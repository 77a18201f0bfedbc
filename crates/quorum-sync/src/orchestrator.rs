//! The sync orchestrator: bounded-parallel catch-up and cached reads.
//!
//! One orchestrator instance owns one archive. It drives the archive
//! toward the external tip in bounded windows: a fixed-size worker pool
//! fetches heights in parallel, each worker retries its single height up
//! to the configured limit, and whatever settled successfully is
//! committed -- ascending -- in one multi-height transaction. Failed
//! heights are simply omitted; the next pass targets them again because
//! the archive tip never moved past them.
//!
//! An unreachable or malformed external source never crashes the loop; it
//! only stalls progress, observable as [`SyncStatus::Inactive`]. Archive
//! commit failures do propagate: they mean the batch rolled back and
//! continuing would rebuild the same batch forever.

use std::collections::BTreeMap;
use std::num::NonZeroUsize;
use std::sync::{Arc, Mutex, PoisonError};
use std::time::{Duration, Instant};

use chrono::{DateTime, Utc};
use lru::LruCache;
use tokio::sync::{mpsc, watch, Semaphore};
use tokio::task::JoinSet;

use quorum_ranking::{CalculatorConfig, ResultCalculator};
use quorum_store::PollUpdate;
use quorum_types::{ElectionResult, Height, HeightGrid};

use crate::archive::Archive;
use crate::correction::{NoCorrections, ResultCorrector};
use crate::error::{FetchError, SyncError};
use crate::fetch::{fetch_with_retry, FetchPlan};
use crate::reader::ChainReader;
use crate::status::{derive, SyncStatus};

/// Buffered new-height notifications before the source sees backpressure.
const NOTIFY_BUFFER: usize = 16;

/// Default number of heights fetched per catch-up window.
const DEFAULT_BATCH_SIZE: u64 = 8;

/// Default worker-pool size.
const DEFAULT_WORKERS: usize = 4;

/// Default per-height retry limit.
const DEFAULT_RETRY_LIMIT: u32 = 3;

/// Default fetch page size.
const DEFAULT_PAGE_SIZE: u16 = 256;

/// Default staleness window before `Active` degrades to `Inactive`.
const DEFAULT_STALENESS_SECS: u64 = 300;

/// Default result-cache capacity.
const DEFAULT_CACHE_SIZE: usize = 10;

/// Builds the calculator policy for one snapshot's mint time.
type CalculatorFactory = Box<dyn Fn(DateTime<Utc>) -> CalculatorConfig + Send + Sync>;

/// Tuning knobs for one orchestrator instance.
#[derive(Debug, Clone)]
pub struct SyncConfig {
    /// The checkpoint grid (start height + interval).
    pub grid: HeightGrid,
    /// Number of bucket universes the archive is configured with.
    pub universes: usize,
    /// Maximum heights per catch-up window.
    pub batch_size: u64,
    /// Fixed worker-pool size bounding in-flight fetches.
    pub workers: usize,
    /// Per-height fetch attempts before the height is skipped for the
    /// current pass.
    pub retry_limit: u32,
    /// Records per fetch page; a short page ends pagination.
    pub page_size: u16,
    /// How long after the last successful commit the orchestrator still
    /// reports [`SyncStatus::Active`].
    pub staleness: Duration,
    /// Bounded capacity of the per-height result cache.
    pub result_cache_size: NonZeroUsize,
    /// Optional ceiling: syncing halts permanently once the archive
    /// reaches `ceiling - interval`.
    pub ceiling: Option<Height>,
}

impl SyncConfig {
    /// Defaults for the given grid and universe count.
    pub fn new(grid: HeightGrid, universes: usize) -> Self {
        Self {
            grid,
            universes,
            batch_size: DEFAULT_BATCH_SIZE,
            workers: DEFAULT_WORKERS,
            retry_limit: DEFAULT_RETRY_LIMIT,
            page_size: DEFAULT_PAGE_SIZE,
            staleness: Duration::from_secs(DEFAULT_STALENESS_SECS),
            result_cache_size: NonZeroUsize::new(DEFAULT_CACHE_SIZE)
                .unwrap_or(NonZeroUsize::MIN),
            ceiling: None,
        }
    }

    /// Set the catch-up window size.
    #[must_use]
    pub const fn with_batch_size(mut self, batch_size: u64) -> Self {
        self.batch_size = batch_size;
        self
    }

    /// Set the worker-pool size.
    #[must_use]
    pub const fn with_workers(mut self, workers: usize) -> Self {
        self.workers = workers;
        self
    }

    /// Set the per-height retry limit.
    #[must_use]
    pub const fn with_retry_limit(mut self, retry_limit: u32) -> Self {
        self.retry_limit = retry_limit;
        self
    }

    /// Set the staleness window.
    #[must_use]
    pub const fn with_staleness(mut self, staleness: Duration) -> Self {
        self.staleness = staleness;
        self
    }

    /// Set the permanent ceiling height.
    #[must_use]
    pub const fn with_ceiling(mut self, ceiling: Height) -> Self {
        self.ceiling = Some(ceiling);
        self
    }
}

/// Keeps the archive caught up to an external checkpoint source and
/// serves cached, corrected election results.
pub struct SyncOrchestrator<C: ChainReader, A: Archive> {
    reader: Arc<C>,
    archive: Arc<A>,
    config: SyncConfig,
    corrector: Box<dyn ResultCorrector>,
    calculator: CalculatorFactory,
    cache: Mutex<LruCache<Height, Arc<ElectionResult>>>,
    last_success: Mutex<Option<Instant>>,
    shutdown: watch::Sender<bool>,
}

impl<C: ChainReader, A: Archive> SyncOrchestrator<C, A> {
    /// Create an orchestrator with the default calculator policy and no
    /// corrections.
    pub fn new(reader: Arc<C>, archive: Arc<A>, config: SyncConfig) -> Self {
        let (shutdown, _) = watch::channel(false);
        Self {
            reader,
            archive,
            cache: Mutex::new(LruCache::new(config.result_cache_size)),
            config,
            corrector: Box::new(NoCorrections),
            calculator: Box::new(CalculatorConfig::new),
            last_success: Mutex::new(None),
            shutdown,
        }
    }

    /// Install a correction table for known historical results.
    #[must_use]
    pub fn with_corrector(mut self, corrector: impl ResultCorrector + 'static) -> Self {
        self.corrector = Box::new(corrector);
        self
    }

    /// Replace the calculator policy factory (thresholds, score function).
    #[must_use]
    pub fn with_calculator(
        mut self,
        factory: impl Fn(DateTime<Utc>) -> CalculatorConfig + Send + Sync + 'static,
    ) -> Self {
        self.calculator = Box::new(factory);
        self
    }

    /// Current derived status.
    pub fn status(&self) -> SyncStatus {
        let last = *self
            .last_success
            .lock()
            .unwrap_or_else(PoisonError::into_inner);
        derive(last, self.config.staleness)
    }

    /// Signal the sync loop (and the subscription sharing the signal) to
    /// stop.
    pub fn stop(&self) {
        let _ = self.shutdown.send(true);
    }
}

impl<C: ChainReader + 'static, A: Archive> SyncOrchestrator<C, A> {
    /// Run until stopped: catch up to the external tip, then follow
    /// new-checkpoint notifications, one bounded fetch+commit pass each.
    ///
    /// # Errors
    ///
    /// Returns [`SyncError::Archive`] if a batch commit fails; the batch
    /// rolled back atomically. External-source failures never surface
    /// here -- they stall progress instead.
    pub async fn run(&self) -> Result<(), SyncError> {
        self.sync_to_tip().await?;

        let (notify_tx, mut notify_rx) = mpsc::channel::<Height>(NOTIFY_BUFFER);
        let mut shutdown_rx = self.shutdown.subscribe();
        let subscription = {
            let reader = Arc::clone(&self.reader);
            let shutdown = self.shutdown.subscribe();
            tokio::spawn(async move {
                if let Err(e) = reader.subscribe_new_height(notify_tx, shutdown).await {
                    tracing::warn!(error = %e, "Checkpoint subscription ended with error");
                }
            })
        };

        loop {
            tokio::select! {
                changed = shutdown_rx.changed() => {
                    if changed.is_err() || *shutdown_rx.borrow() {
                        break;
                    }
                }
                notified = notify_rx.recv() => {
                    match notified {
                        Some(tip) => {
                            tracing::debug!(tip, "New checkpoint notification");
                            self.sync_to_tip().await?;
                        }
                        // Subscription closed its side; nothing more will
                        // ever arrive.
                        None => break,
                    }
                }
            }
            if *shutdown_rx.borrow() {
                break;
            }
        }

        subscription.abort();
        tracing::info!("Sync loop stopped");
        Ok(())
    }

    /// One or more bounded fetch+commit passes until the archive is
    /// caught up with the external tip (or the source stalls).
    pub async fn sync_to_tip(&self) -> Result<(), SyncError> {
        loop {
            let Some(next) = self.next_height().await? else {
                // Ceiling reached: halt permanently.
                self.stop();
                return Ok(());
            };
            let tip = match self.reader.tip().await {
                Ok(tip) => tip,
                Err(e) => {
                    tracing::warn!(error = %e, "External tip unavailable; stalling");
                    return Ok(());
                }
            };
            if tip < next {
                return Ok(());
            }

            let end = self.window_end(next, tip);
            let heights = self.window_heights(next, end);
            let mut outcomes: BTreeMap<_, _> =
                self.fetch_window(&heights).await.into_iter().collect();

            // Only the contiguous run of successes starting at `next` may
            // commit: moving the archive tip past a failed height would
            // orphan it forever and resolve later no-change links against
            // the wrong predecessor. Successes past the first failure are
            // discarded and refetched.
            let mut polls = Vec::with_capacity(heights.len());
            let mut blocked = false;
            for &height in &heights {
                match outcomes.remove(&height) {
                    Some(Ok(poll)) if !blocked => polls.push(poll),
                    Some(Ok(_)) => {}
                    Some(Err(e)) => {
                        blocked = true;
                        tracing::warn!(height, error = %e, "Height unfilled; re-targeted next pass");
                    }
                    None => blocked = true,
                }
            }
            if polls.is_empty() {
                // The very first height of the window failed; nothing to
                // commit, let the next pass start over rather than spin.
                return Ok(());
            }

            self.archive.put_polls(polls).await?;
            *self
                .last_success
                .lock()
                .unwrap_or_else(PoisonError::into_inner) = Some(Instant::now());

            if !blocked && end >= tip {
                return Ok(());
            }
        }
    }

    /// The next height the archive needs, or `None` once the ceiling is
    /// reached.
    async fn next_height(&self) -> Result<Option<Height>, SyncError> {
        let next = match self.archive.tip_height().await {
            Ok(tip) => match self.config.grid.next(tip) {
                Some(next) => next,
                None => return Ok(None),
            },
            Err(e) if e.is_not_found() => self.config.grid.start(),
            Err(e) => return Err(e.into()),
        };
        if let Some(ceiling) = self.config.ceiling {
            let halt_at = ceiling.saturating_sub(self.config.grid.interval());
            if next > halt_at {
                tracing::info!(ceiling, halt_at, "Ceiling reached; halting sync");
                return Ok(None);
            }
        }
        Ok(Some(next))
    }

    /// Clamp one window to the batch size, the external tip, and the
    /// ceiling.
    fn window_end(&self, next: Height, tip: Height) -> Height {
        let span = self
            .config
            .batch_size
            .saturating_sub(1)
            .saturating_mul(self.config.grid.interval());
        let mut end = next.saturating_add(span).min(tip);
        if let Some(ceiling) = self.config.ceiling {
            end = end.min(ceiling.saturating_sub(self.config.grid.interval()));
        }
        end
    }

    fn window_heights(&self, next: Height, end: Height) -> Vec<Height> {
        let mut heights = Vec::new();
        let mut height = next;
        while height <= end {
            heights.push(height);
            match self.config.grid.next(height) {
                Some(h) => height = h,
                None => break,
            }
        }
        heights
    }

    /// Fetch a window of heights through the bounded worker pool.
    ///
    /// Exactly one outcome per height: a poll or that height's own
    /// recorded failure. One height's failure never aborts its siblings.
    async fn fetch_window(
        &self,
        heights: &[Height],
    ) -> Vec<(Height, Result<PollUpdate, FetchError>)> {
        let semaphore = Arc::new(Semaphore::new(self.config.workers.max(1)));
        let plan = FetchPlan {
            grid: self.config.grid,
            universes: self.config.universes,
            page_size: self.config.page_size,
            retry_limit: self.config.retry_limit,
        };

        let mut join_set = JoinSet::new();
        for &height in heights {
            let reader = Arc::clone(&self.reader);
            let semaphore = Arc::clone(&semaphore);
            join_set.spawn(async move {
                match semaphore.acquire_owned().await {
                    Ok(_permit) => (height, fetch_with_retry(reader.as_ref(), plan, height).await),
                    Err(_) => (
                        height,
                        Err(FetchError::Unavailable("worker pool closed".to_owned())),
                    ),
                }
            });
        }

        let mut outcomes = Vec::with_capacity(heights.len());
        while let Some(joined) = join_set.join_next().await {
            match joined {
                Ok(outcome) => outcomes.push(outcome),
                Err(e) => tracing::error!(error = %e, "Fetch worker failed to join"),
            }
        }
        outcomes
    }

    /// The ranked, corrected election result at `height`.
    ///
    /// Validates the height against the grid before touching the cache or
    /// the archive; serves cache hits without any I/O; on a miss, reads
    /// the stored snapshot, runs the calculator, applies the correction
    /// table, and caches the result.
    ///
    /// # Errors
    ///
    /// Returns [`SyncError::Validation`] for off-grid heights and
    /// [`SyncError::Archive`] (not-found) for heights not yet synced.
    pub async fn result_by_height(&self, height: Height) -> Result<Arc<ElectionResult>, SyncError> {
        self.config.grid.check(height)?;

        if let Some(hit) = self
            .cache
            .lock()
            .unwrap_or_else(PoisonError::into_inner)
            .get(&height)
        {
            return Ok(Arc::clone(hit));
        }

        let mint_time = self.archive.mint_time(height).await?;
        let registrations = self.archive.registrations(height).await?;
        let buckets = self.archive.buckets(height).await?;

        let mut calc = ResultCalculator::new((self.calculator)(mint_time));
        calc.add_registrations(&registrations)?;
        calc.add_buckets(&buckets)?;
        let mut result = calc.calculate();
        self.corrector.correct(height, &mut result);

        let result = Arc::new(result);
        self.cache
            .lock()
            .unwrap_or_else(PoisonError::into_inner)
            .put(height, Arc::clone(&result));
        Ok(result)
    }
}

= = = = = = =

§ EXERCISE DESCRIPTION
Please go through the data above and copy every line that has the word "never".

§ EXPECTED ANSWER
//! the archive tip never moved past them.
//! An unreachable or malformed external source never crashes the loop; it
    /// rolled back atomically. External-source failures never surface
    /// recorded failure. One height's failure never aborts its siblings.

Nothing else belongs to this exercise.